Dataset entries
□ □ □ □ □
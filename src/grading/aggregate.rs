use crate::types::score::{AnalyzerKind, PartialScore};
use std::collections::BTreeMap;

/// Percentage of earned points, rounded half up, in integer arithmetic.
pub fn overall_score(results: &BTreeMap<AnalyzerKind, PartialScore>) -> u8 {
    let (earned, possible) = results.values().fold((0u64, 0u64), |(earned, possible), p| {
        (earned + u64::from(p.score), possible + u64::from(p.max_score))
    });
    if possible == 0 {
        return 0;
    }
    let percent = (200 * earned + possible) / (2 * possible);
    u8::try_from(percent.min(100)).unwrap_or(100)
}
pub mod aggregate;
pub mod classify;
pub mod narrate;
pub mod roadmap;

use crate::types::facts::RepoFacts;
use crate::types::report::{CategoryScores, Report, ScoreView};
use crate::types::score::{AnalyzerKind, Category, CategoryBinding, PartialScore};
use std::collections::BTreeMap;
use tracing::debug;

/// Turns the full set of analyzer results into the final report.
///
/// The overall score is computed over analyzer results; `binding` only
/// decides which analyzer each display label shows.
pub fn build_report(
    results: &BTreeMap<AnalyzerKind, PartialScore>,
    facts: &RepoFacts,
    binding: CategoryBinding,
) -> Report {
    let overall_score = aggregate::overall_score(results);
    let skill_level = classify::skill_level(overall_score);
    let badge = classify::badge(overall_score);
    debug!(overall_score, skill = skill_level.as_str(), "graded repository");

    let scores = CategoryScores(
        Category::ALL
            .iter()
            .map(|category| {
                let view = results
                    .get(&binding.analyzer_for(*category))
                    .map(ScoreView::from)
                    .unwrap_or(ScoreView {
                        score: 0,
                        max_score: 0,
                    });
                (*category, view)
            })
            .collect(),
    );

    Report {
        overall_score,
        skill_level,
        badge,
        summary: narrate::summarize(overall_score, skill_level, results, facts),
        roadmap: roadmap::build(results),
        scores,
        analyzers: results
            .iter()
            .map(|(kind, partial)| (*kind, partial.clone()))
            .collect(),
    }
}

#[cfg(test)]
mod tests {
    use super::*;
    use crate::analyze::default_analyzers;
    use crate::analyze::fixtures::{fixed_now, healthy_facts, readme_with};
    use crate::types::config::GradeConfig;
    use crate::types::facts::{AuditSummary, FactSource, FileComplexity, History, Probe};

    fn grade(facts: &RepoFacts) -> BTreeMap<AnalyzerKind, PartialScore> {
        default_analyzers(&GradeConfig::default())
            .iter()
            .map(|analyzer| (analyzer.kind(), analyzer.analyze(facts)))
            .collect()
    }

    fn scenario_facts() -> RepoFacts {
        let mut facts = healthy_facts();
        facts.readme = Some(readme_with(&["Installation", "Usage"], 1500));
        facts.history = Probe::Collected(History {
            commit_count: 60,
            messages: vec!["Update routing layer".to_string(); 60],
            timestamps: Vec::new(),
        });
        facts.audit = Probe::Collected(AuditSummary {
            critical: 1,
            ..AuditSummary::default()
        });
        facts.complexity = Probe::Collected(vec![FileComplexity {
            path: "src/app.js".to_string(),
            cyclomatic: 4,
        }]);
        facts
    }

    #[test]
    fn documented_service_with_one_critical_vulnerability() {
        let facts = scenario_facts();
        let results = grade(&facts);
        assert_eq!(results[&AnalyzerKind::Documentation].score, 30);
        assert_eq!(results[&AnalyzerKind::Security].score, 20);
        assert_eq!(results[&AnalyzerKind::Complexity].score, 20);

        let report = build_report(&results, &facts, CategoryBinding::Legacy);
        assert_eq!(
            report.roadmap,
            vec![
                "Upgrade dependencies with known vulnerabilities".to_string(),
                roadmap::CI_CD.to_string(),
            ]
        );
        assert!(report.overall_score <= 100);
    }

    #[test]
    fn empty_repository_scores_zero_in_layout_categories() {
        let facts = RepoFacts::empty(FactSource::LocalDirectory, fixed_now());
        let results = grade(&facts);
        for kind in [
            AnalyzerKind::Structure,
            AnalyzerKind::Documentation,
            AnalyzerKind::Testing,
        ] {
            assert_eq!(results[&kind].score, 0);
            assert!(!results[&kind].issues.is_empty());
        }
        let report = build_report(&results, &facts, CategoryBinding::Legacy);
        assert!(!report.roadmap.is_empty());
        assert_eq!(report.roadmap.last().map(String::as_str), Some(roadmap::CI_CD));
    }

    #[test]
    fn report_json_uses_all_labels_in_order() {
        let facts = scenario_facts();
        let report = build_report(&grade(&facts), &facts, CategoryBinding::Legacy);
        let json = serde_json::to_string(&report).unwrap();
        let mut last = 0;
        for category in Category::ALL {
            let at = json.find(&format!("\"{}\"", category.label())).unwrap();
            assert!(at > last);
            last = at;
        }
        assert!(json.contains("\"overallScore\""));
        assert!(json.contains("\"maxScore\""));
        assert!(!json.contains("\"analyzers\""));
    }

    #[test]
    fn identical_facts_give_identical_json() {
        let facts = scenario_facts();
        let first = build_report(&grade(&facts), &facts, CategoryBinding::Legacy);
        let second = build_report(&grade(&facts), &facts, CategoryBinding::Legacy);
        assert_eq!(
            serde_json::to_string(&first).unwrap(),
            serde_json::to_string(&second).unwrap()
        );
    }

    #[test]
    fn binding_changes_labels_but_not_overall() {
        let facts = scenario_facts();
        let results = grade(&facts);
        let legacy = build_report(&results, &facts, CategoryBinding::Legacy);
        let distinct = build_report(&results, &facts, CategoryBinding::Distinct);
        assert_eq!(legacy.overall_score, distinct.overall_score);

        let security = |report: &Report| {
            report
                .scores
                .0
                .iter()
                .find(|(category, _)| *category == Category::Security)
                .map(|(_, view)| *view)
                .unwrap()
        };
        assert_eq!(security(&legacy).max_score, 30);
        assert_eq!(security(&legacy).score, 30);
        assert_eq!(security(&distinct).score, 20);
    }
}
□ □ □ □ □
Goal of the exercise —
Write out the records again so that each line matches the original exactly.

Problem solution —
filename src/grading/aggregate.rs
use crate::types::score::{AnalyzerKind, PartialScore};
use std::collections::BTreeMap;

/// Percentage of earned points, rounded half up, in integer arithmetic.
pub fn overall_score(results: &BTreeMap<AnalyzerKind, PartialScore>) -> u8 {
    let (earned, possible) = results.values().fold((0u64, 0u64), |(earned, possible), p| {
        (earned + u64::from(p.score), possible + u64::from(p.max_score))
    });
    if possible == 0 {
        return 0;
    }
    let percent = (200 * earned + possible) / (2 * possible);
    u8::try_from(percent.min(100)).unwrap_or(100)
}
pub mod aggregate;
pub mod classify;
pub mod narrate;
pub mod roadmap;

use crate::types::facts::RepoFacts;
use crate::types::report::{CategoryScores, Report, ScoreView};
use crate::types::score::{AnalyzerKind, Category, CategoryBinding, PartialScore};
use std::collections::BTreeMap;
use tracing::debug;

/// Turns the full set of analyzer results into the final report.
///
/// The overall score is computed over analyzer results; `binding` only
/// decides which analyzer each display label shows.
pub fn build_report(
    results: &BTreeMap<AnalyzerKind, PartialScore>,
    facts: &RepoFacts,
    binding: CategoryBinding,
) -> Report {
    let overall_score = aggregate::overall_score(results);
    let skill_level = classify::skill_level(overall_score);
    let badge = classify::badge(overall_score);
    debug!(overall_score, skill = skill_level.as_str(), "graded repository");

    let scores = CategoryScores(
        Category::ALL
            .iter()
            .map(|category| {
                let view = results
                    .get(&binding.analyzer_for(*category))
                    .map(ScoreView::from)
                    .unwrap_or(ScoreView {
                        score: 0,
                        max_score: 0,
                    });
                (*category, view)
            })
            .collect(),
    );

    Report {
        overall_score,
        skill_level,
        badge,
        summary: narrate::summarize(overall_score, skill_level, results, facts),
        roadmap: roadmap::build(results),
        scores,
        analyzers: results
            .iter()
            .map(|(kind, partial)| (*kind, partial.clone()))
            .collect(),
    }
}

#[cfg(test)]
mod tests {
    use super::*;
    use crate::analyze::default_analyzers;
    use crate::analyze::fixtures::{fixed_now, healthy_facts, readme_with};
    use crate::types::config::GradeConfig;
    use crate::types::facts::{AuditSummary, FactSource, FileComplexity, History, Probe};

    fn grade(facts: &RepoFacts) -> BTreeMap<AnalyzerKind, PartialScore> {
        default_analyzers(&GradeConfig::default())
            .iter()
            .map(|analyzer| (analyzer.kind(), analyzer.analyze(facts)))
            .collect()
    }

    fn scenario_facts() -> RepoFacts {
        let mut facts = healthy_facts();
        facts.readme = Some(readme_with(&["Installation", "Usage"], 1500));
        facts.history = Probe::Collected(History {
            commit_count: 60,
            messages: vec!["Update routing layer".to_string(); 60],
            timestamps: Vec::new(),
        });
        facts.audit = Probe::Collected(AuditSummary {
            critical: 1,
            ..AuditSummary::default()
        });
        facts.complexity = Probe::Collected(vec![FileComplexity {
            path: "src/app.js".to_string(),
            cyclomatic: 4,
        }]);
        facts
    }

    #[test]
    fn documented_service_with_one_critical_vulnerability() {
        let facts = scenario_facts();
        let results = grade(&facts);
        assert_eq!(results[&AnalyzerKind::Documentation].score, 30);
        assert_eq!(results[&AnalyzerKind::Security].score, 20);
        assert_eq!(results[&AnalyzerKind::Complexity].score, 20);

        let report = build_report(&results, &facts, CategoryBinding::Legacy);
        assert_eq!(
            report.roadmap,
            vec![
                "Upgrade dependencies with known vulnerabilities".to_string(),
                roadmap::CI_CD.to_string(),
            ]
        );
        assert!(report.overall_score <= 100);
    }

    #[test]
    fn empty_repository_scores_zero_in_layout_categories() {
        let facts = RepoFacts::empty(FactSource::LocalDirectory, fixed_now());
        let results = grade(&facts);
        for kind in [
            AnalyzerKind::Structure,
            AnalyzerKind::Documentation,
            AnalyzerKind::Testing,
        ] {
            assert_eq!(results[&kind].score, 0);
            assert!(!results[&kind].issues.is_empty());
        }
        let report = build_report(&results, &facts, CategoryBinding::Legacy);
        assert!(!report.roadmap.is_empty());
        assert_eq!(report.roadmap.last().map(String::as_str), Some(roadmap::CI_CD));
    }

    #[test]
    fn report_json_uses_all_labels_in_order() {
        let facts = scenario_facts();
        let report = build_report(&grade(&facts), &facts, CategoryBinding::Legacy);
        let json = serde_json::to_string(&report).unwrap();
        let mut last = 0;
        for category in Category::ALL {
            let at = json.find(&format!("\"{}\"", category.label())).unwrap();
            assert!(at > last);
            last = at;
        }
        assert!(json.contains("\"overallScore\""));
        assert!(json.contains("\"maxScore\""));
        assert!(!json.contains("\"analyzers\""));
    }

    #[test]
    fn identical_facts_give_identical_json() {
        let facts = scenario_facts();
        let first = build_report(&grade(&facts), &facts, CategoryBinding::Legacy);
        let second = build_report(&grade(&facts), &facts, CategoryBinding::Legacy);
        assert_eq!(
            serde_json::to_string(&first).unwrap(),
            serde_json::to_string(&second).unwrap()
        );
    }

    #[test]
    fn binding_changes_labels_but_not_overall() {
        let facts = scenario_facts();
        let results = grade(&facts);
        let legacy = build_report(&results, &facts, CategoryBinding::Legacy);
        let distinct = build_report(&results, &facts, CategoryBinding::Distinct);
        assert_eq!(legacy.overall_score, distinct.overall_score);

        let security = |report: &Report| {
            report
                .scores
                .0
                .iter()
                .find(|(category, _)| *category == Category::Security)
                .map(|(_, view)| *view)
                .unwrap()
        };
        assert_eq!(security(&legacy).max_score, 30);
        assert_eq!(security(&legacy).score, 30);
        assert_eq!(security(&distinct).score, 20);
    }
}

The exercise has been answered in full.